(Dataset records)

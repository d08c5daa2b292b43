use std::collections::BTreeMap;

use serde::{Deserialize, Serialize};

use crate::services::publishing::{StatusChangeOutcome, UnmetCondition};

pub(crate) mod attempt;
pub(crate) mod auth;
pub(crate) mod group;
pub(crate) mod lecture;
pub(crate) mod question;
pub(crate) mod subject;
pub(crate) mod user;

#[derive(Debug, Serialize)]
pub(crate) struct HealthResponse {
    pub(crate) service: &'static str,
    pub(crate) status: &'static str,
    pub(crate) components: BTreeMap<&'static str, String>,
}

#[derive(Debug, Serialize)]
pub(crate) struct RootResponse {
    pub(crate) message: String,
    pub(crate) version: String,
    pub(crate) docs_url: String,
}

#[derive(Debug, Deserialize)]
pub(crate) struct StatusUpdate<S> {
    pub(crate) status: S,
}

/// Body of every status change; a rejection is a normal 200 response.
#[derive(Debug, Serialize)]
pub(crate) struct StatusChangeResponse {
    pub(crate) accepted: bool,
    pub(crate) status: String,
    #[serde(skip_serializing_if = "Option::is_none")]
    pub(crate) reason: Option<String>,
    pub(crate) unmet: Vec<UnmetCondition>,
}

impl StatusChangeResponse {
    /// `status` reports the label that now holds: the requested one when
    /// accepted, the unchanged current one otherwise.
    pub(crate) fn from_outcome(
        outcome: StatusChangeOutcome,
        requested: &str,
        current: &str,
    ) -> Option<Self> {
        match outcome {
            StatusChangeOutcome::Accepted => Some(Self {
                accepted: true,
                status: requested.to_string(),
                reason: None,
                unmet: Vec::new(),
            }),
            StatusChangeOutcome::Rejected(rejection) => Some(Self {
                accepted: false,
                status: current.to_string(),
                reason: Some(rejection.reason()),
                unmet: rejection.unmet,
            }),
            StatusChangeOutcome::NotFound => None,
        }
    }
}
//! Process configuration read from the environment (and `.env` via dotenvy).
//!
//! Each section reads its own variables. Malformed values are reported as
//! [`ConfigError`]; missing ones fall back to development defaults unless
//! strict mode is on.

use std::path::{Path, PathBuf};
use std::str::FromStr;
use std::{env, fs};

use base64::engine::general_purpose::URL_SAFE_NO_PAD;
use base64::Engine;
use rand::rngs::OsRng;
use rand::RngCore;
use thiserror::Error;

const DEFAULT_CORS_ORIGINS: &[&str] =
    &["http://localhost:5173", "http://localhost:3000", "http://localhost:8080"];

const DEFAULT_LECTURE_EXTENSIONS: &[&str] = &["pdf", "docx", "pptx", "txt", "zip"];

#[derive(Debug, Clone)]
pub(crate) struct Settings {
    server: ServerSettings,
    runtime: RuntimeSettings,
    api: ApiSettings,
    security: SecuritySettings,
    cors: CorsSettings,
    database: DatabaseSettings,
    storage: StorageSettings,
    s3: S3Settings,
    admin: AdminSettings,
    telemetry: TelemetrySettings,
}

#[derive(Debug, Clone)]
pub(crate) struct ServerSettings {
    host: String,
    port: u16,
}

#[derive(Debug, Clone)]
pub(crate) struct ApiSettings {
    pub(crate) project_name: String,
    pub(crate) version: String,
    pub(crate) api_v1_str: String,
}

#[derive(Debug, Clone)]
pub(crate) struct SecuritySettings {
    pub(crate) secret_key: String,
    pub(crate) access_token_expire_minutes: u64,
    pub(crate) algorithm: String,
}

#[derive(Debug, Clone)]
pub(crate) struct CorsSettings {
    pub(crate) origins: Vec<String>,
}

#[derive(Debug, Clone)]
pub(crate) struct DatabaseSettings {
    pub(crate) postgres_server: String,
    pub(crate) postgres_port: u16,
    pub(crate) postgres_user: String,
    pub(crate) postgres_password: String,
    pub(crate) postgres_db: String,
    pub(crate) database_url: Option<String>,
    pub(crate) max_connections: u32,
}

AIM OF THE TASK: Check each line above for the word "Option" and give the number of lines that have it, nothing else.

REPLY: 4